Though I have to admit, all cereal super-compounds are an acquired taste. You had to eat at least 80-85 boxes of the stuff before truly being able to decide if you liked it or not. So though Shortcake's cereal went down the tubes rather quickly, it might just be because people weren't willing to find out if patience was the key. Personally, I'd wager to say that it was pretty good. Even if it wasn't, it's still fun eating pink rocks. If you really sat there and considered it, I bet you couldn't think of a colored corn rock more fun to eat than 'pink.' Try it.

Shortcake pours two bowls of cereal with skills like no other. Look at those perfect, evenly matched bowls. I bet she counted out 650 strawberry rocks for each, making sure neither bowl was more impressive than the other by even one measly strawberry rock. It's convictions like these that make Strawberry Shortcake such a touted role model for little girls. If her hair didn't look like a flock of giant worms, I'd even call her 'ideal.'

The cereal didn't last long. These themed foods rarely last longer than a new Fox sitcom. I don't get the impression that Strawberry actually cared, though. I think she did this just to be able to say that she did, because Lord knows, you ain't worth jack in Hollywood unless people are eating things shaped like your head.

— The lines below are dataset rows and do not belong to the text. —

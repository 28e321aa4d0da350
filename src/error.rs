//! Centralised error hierarchy for the **Rox interpreter**.
//!
//! Every stage (scanner, parser, resolver, runtime) converts its failure
//! modes into one of the variants defined here.  Lexical, syntax and static
//! errors are *collected* by their stage and handed back to the caller;
//! runtime errors abort the current run and travel through `Err`.
//!
//! The module **does not** print diagnostics itself.

use std::io;
use thiserror::Error;

use log::info;

use crate::token::{Token, TokenType};

/// Canonical error type used throughout the interpreter.
#[derive(Debug, Error)]
#[non_exhaustive]
pub enum LoxError {
    /// Lexical (scanner) error with source line information.
    #[error("[line {line}] Error: {message}")]
    Lex {
        /// Human‑readable description.
        message: String,

        /// 1‑based line where the error occurred.
        line: usize,
    },

    /// Syntactic (parser) error.  `location` is either ` at end` or
    /// ` at '<lexeme>'`.
    #[error("[line {line}] Error{location}: {message}")]
    Parse {
        message: String,
        location: String,
        line: usize,
    },

    /// Static‑analysis failure reported by the resolver.
    #[error("[line {line}] Error{location}: {message}")]
    Resolve {
        message: String,
        location: String,
        line: usize,
    },

    /// Runtime evaluation error.
    #[error("{message}\n[line {line}]")]
    Runtime { message: String, line: usize },

    /// Wrapper around `std::io::Error` (transparent).  Enables `?` on I/O ops.
    #[error(transparent)]
    Io(#[from] io::Error),
}

impl LoxError {
    /// Helper constructor for the **scanner**.
    pub fn lex<S: Into<String>>(line: usize, msg: S) -> Self {
        let message: String = msg.into();

        info!("Creating Lex error: line={}, msg={}", line, message);

        LoxError::Lex { message, line }
    }

    /// Helper constructor for the **parser**.
    pub fn parse<S: Into<String>>(token: &Token, msg: S) -> Self {
        let message: String = msg.into();

        info!("Creating Parse error: line={}, msg={}", token.line, message);

        LoxError::Parse {
            message,
            location: location(token),
            line: token.line,
        }
    }

    /// Helper constructor for the **resolver**.
    pub fn resolve<S: Into<String>>(token: &Token, msg: S) -> Self {
        let message: String = msg.into();

        info!("Creating Resolve error: line={}, msg={}", token.line, message);

        LoxError::Resolve {
            message,
            location: location(token),
            line: token.line,
        }
    }

    /// Helper constructor for the **interpreter**.
    pub fn runtime<S: Into<String>>(line: usize, msg: S) -> Self {
        let message: String = msg.into();

        info!("Creating Runtime error: line={}, msg={}", line, message);

        LoxError::Runtime { message, line }
    }

    /// The bare message without the line/location decoration.
    pub fn message(&self) -> String {
        match self {
            LoxError::Lex { message, .. }
            | LoxError::Parse { message, .. }
            | LoxError::Resolve { message, .. }
            | LoxError::Runtime { message, .. } => message.clone(),
            other => other.to_string(),
        }
    }
}

fn location(token: &Token) -> String {
    if token.token_type == TokenType::EOF {
        " at end".to_string()
    } else {
        format!(" at '{}'", token.lexeme)
    }
}

/// Crate‑wide `Result` alias.
pub type Result<T> = std::result::Result<T, LoxError>;
fn check_arity(expected: usize, got: usize, paren: &Token) -> Result<()> {
    if expected == got {
        Ok(())
    } else {
        Err(LoxError::runtime(
            paren.line,
            format!("Expected {} arguments but got {}.", expected, got),
        ))
    }
}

Cherry Shoes sure seems to like it. Shoes sure seems. 3x fast. Can't do it. Look at that damn rabbit - hasn't learned a thing. It's still sitting there acting like nothing's happened, acting like it somehow deserves some of Shortcake's cereal. Hey Lemon, maybe if you weren't such a fucktard when you got there, Strawberry would've poured three bowls. If you're lucky, they'll let you eat their pink-dyed strawberry shit. You know, I used to really like rabbits, but Lemon ruined it for me. The next time I see one on the road when I'm making my nightly run to the abandoned church, I'm gonna -- no, no I can't do that. It's too harsh. Too harsh for a rabbit who isn't Lemon. But I'll tell you this - I will hit that button that makes the blue holy water spray out of my car so I can wash my windshield whenever I'm about to pass a rabbit on the street. With any luck, a good amount of it with stray and flush the poor rabbit's eyes with forever-blinding toxic ammonia. And this, Lemon? This will be your fault.

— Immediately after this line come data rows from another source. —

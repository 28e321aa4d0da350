use pretty_assertions::assert_eq;

use rox::ast_printer::AstPrinter;
use rox::expr::Expr;
use rox::parse;
use rox::stmt::Stmt;

fn printed(source: &str) -> Vec<String> {
    let parsed = parse(source);
    assert!(
        !parsed.had_error(),
        "unexpected errors: {:?}",
        parsed.errors
    );

    parsed.statements.iter().map(AstPrinter::print_stmt).collect()
}

fn error_messages(source: &str) -> Vec<String> {
    parse(source).errors.iter().map(|e| e.to_string()).collect()
}

#[test]
fn precedence_levels() {
    assert_eq!(
        printed("1 + 2 * 3 - 4 / 2;"),
        vec!["(; (- (+ 1.0 (* 2.0 3.0)) (/ 4.0 2.0)))"]
    );
    assert_eq!(
        printed("!a == b < c or d and e;"),
        vec!["(; (or (== (! a) (< b c)) (and d e)))"]
    );
    assert_eq!(printed("-(1 + 2);"), vec!["(; (- (group (+ 1.0 2.0))))"]);
}

#[test]
fn assignment_is_right_associative() {
    assert_eq!(printed("a = b = 3;"), vec!["(; (= a (= b 3.0)))"]);
}

#[test]
fn property_assignment_becomes_set() {
    assert_eq!(
        printed("a.b(x).c = 1;"),
        vec!["(; (= (. (call (. a b) x) c) 1.0))"]
    );
}

#[test]
fn chained_calls_and_gets() {
    assert_eq!(
        printed("f(1)(2, 3).g;"),
        vec!["(; (. (call (call f 1.0) 2.0 3.0) g))"]
    );
}

#[test]
fn declarations() {
    assert_eq!(
        printed("var a; var b = \"s\"; fun f(x, y) { return x; } print b;"),
        vec![
            "(var a)",
            "(var b = s)",
            "(fun f (x y) (return x))",
            "(print b)"
        ]
    );
}

#[test]
fn class_with_superclass_and_methods() {
    assert_eq!(
        printed("class B < A { init(x) { this.x = x; } m() { return super.m(); } }"),
        vec!["(class B < A (method init (x) (; (= (. this x) x))) (method m () (return (call (super m)))))"]
    );
}

#[test]
fn for_loop_is_lowered_to_while() {
    assert_eq!(
        printed("for (var i = 0; i < 3; i = i + 1) print i;"),
        vec!["(block (var i = 0.0) (while (< i 3.0) (block (print i) (; (= i (+ i 1.0))))))"]
    );
    assert_eq!(printed("for (;;) {}"), vec!["(while true (block))"]);
}

#[test]
fn if_else_binds_to_nearest_if() {
    assert_eq!(
        printed("if (a) if (b) print 1; else print 2;"),
        vec!["(if a (if b (print 1.0) (print 2.0)))"]
    );
}

#[test]
fn every_reference_gets_its_own_identity() {
    let parsed = parse("a; a;");

    let ids: Vec<_> = parsed
        .statements
        .iter()
        .map(|stmt| match stmt {
            Stmt::Expression(Expr::Variable { id, .. }) => *id,
            other => panic!("unexpected statement {:?}", other),
        })
        .collect();

    assert_ne!(ids[0], ids[1]);
}

#[test]
fn invalid_assignment_target_is_reported_but_parsing_continues() {
    let parsed = parse("1 + 2 = 3; print 4;");

    assert_eq!(
        parsed.errors.iter().map(|e| e.to_string()).collect::<Vec<_>>(),
        vec!["[line 1] Error at '=': Invalid assignment target."]
    );
    assert_eq!(parsed.statements.len(), 2);
}

#[test]
fn panic_mode_reports_each_statement_error_once() {
    let errors = error_messages("var = 1;\nprint (;\nvar ok = 2;\nprint ok");

    assert_eq!(
        errors,
        vec![
            "[line 1] Error at '=': Expect variable name.",
            "[line 2] Error at ';': Expect expression.",
            "[line 4] Error at end: Expect ';' after value.",
        ]
    );
}

#[test]
fn recovery_keeps_good_statements() {
    let parsed = parse("print 1;\nvar 2;\nprint 3;");

    assert_eq!(parsed.errors.len(), 1);
    assert_eq!(
        parsed
            .statements
            .iter()
            .map(AstPrinter::print_stmt)
            .collect::<Vec<_>>(),
        vec!["(print 1.0)", "(print 3.0)"]
    );
}

#[test]
fn errors_inside_blocks_recover_within_the_block() {
    let parsed = parse("{ var = 1; print 2; }\nprint 3;");

    assert_eq!(parsed.errors.len(), 1);
    assert_eq!(parsed.statements.len(), 2);
}

#[test]
fn too_many_arguments() {
    let args: Vec<String> = (0..256).map(|i| i.to_string()).collect();
    let source = format!("f({});", args.join(", "));
    let parsed = parse(&source);

    assert_eq!(parsed.errors.len(), 1);
    assert_eq!(
        parsed.errors[0].message(),
        "Can't have more than 255 arguments."
    );
    // Non-fatal: the call itself still parses.
    assert_eq!(parsed.statements.len(), 1);
}

#[test]
fn too_many_parameters() {
    let params: Vec<String> = (0..256).map(|i| format!("p{}", i)).collect();
    let source = format!("fun f({}) {{}}", params.join(", "));
    let parsed = parse(&source);

    assert_eq!(parsed.errors.len(), 1);
    assert_eq!(
        parsed.errors[0].message(),
        "Can't have more than 255 parameters."
    );
}

#[test]
fn lexical_errors_are_reported_alongside_syntax_errors() {
    let errors = error_messages("var a = @;");

    assert_eq!(
        errors,
        vec![
            "[line 1] Error: Unexpected character: @",
            "[line 1] Error at ';': Expect expression.",
        ]
    );
}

Okay, Cherry Shoes, you can lose the smile now. There's a fine line between honesty and obvious shilling. You crossed it about twelve teeth ago. It's cereal, not diamonds. Just because Shortcake knew how to throw red sugar on top of Corn Pops doesn't make her some sort of god. Enough feigned happiness, we get the point already. I hope Strawberry poisoned your milk. She'd be like Medea, only with a sweeter scent.

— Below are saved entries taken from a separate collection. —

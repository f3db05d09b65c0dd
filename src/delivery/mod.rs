//! Incremental delivery: what has been sent, and what must never be sent twice.

mod dedup;
mod tracker;

pub use dedup::DedupGuard;
pub use tracker::DeliveryTracker;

Dude, don't even bother asking. The spoon will melt before you get it anywhere near that mouth of yours. Admire from afar, but don't take it further than that. You're a star, right? You must know lots and lots of other stars. Have any of them ever been gourmands? Cut the crap.

Strawberry Shortcake insists that her new cereal is 'berry delicious' and a 'berry good part of a balanced breakfast,' and who are we to argue? The girl's got milk, juice, and toast out on the table already. That's pretty balanced in itself, so the claim isn't a stretch. At this point, I sort of wished that an evil animated wolf would join the fray, biting off Shortcake's head and chewing it before turning to the camera and exclaiming - 'So is this!' That didn't happen, but the cereal was still aces in a market where there were far worse-tasting entrees.

They say that everything in this universe is cyclical, and this even extends to Strawberry Shortcake's popularity. Now back with a vengeance and plenty of new toys, we can only hope she can keep the public's interest long enough to warrant an updated version of her ol' cereal. Franken Berry's old and tired, he usually only makes appearances for a limited time around Halloween. Shortcake, we need you back. There's not enough cereals left out there that turn our milk radioactive pink. Answer our prayers. To show our appreciation, let's all adorn ourselves with plastic fruit and watch the original Strawberry Shortcake Cereal commercial. Ms. Cake, my bandwidth is an offering to you. Come back, and bring more of that amazing candy.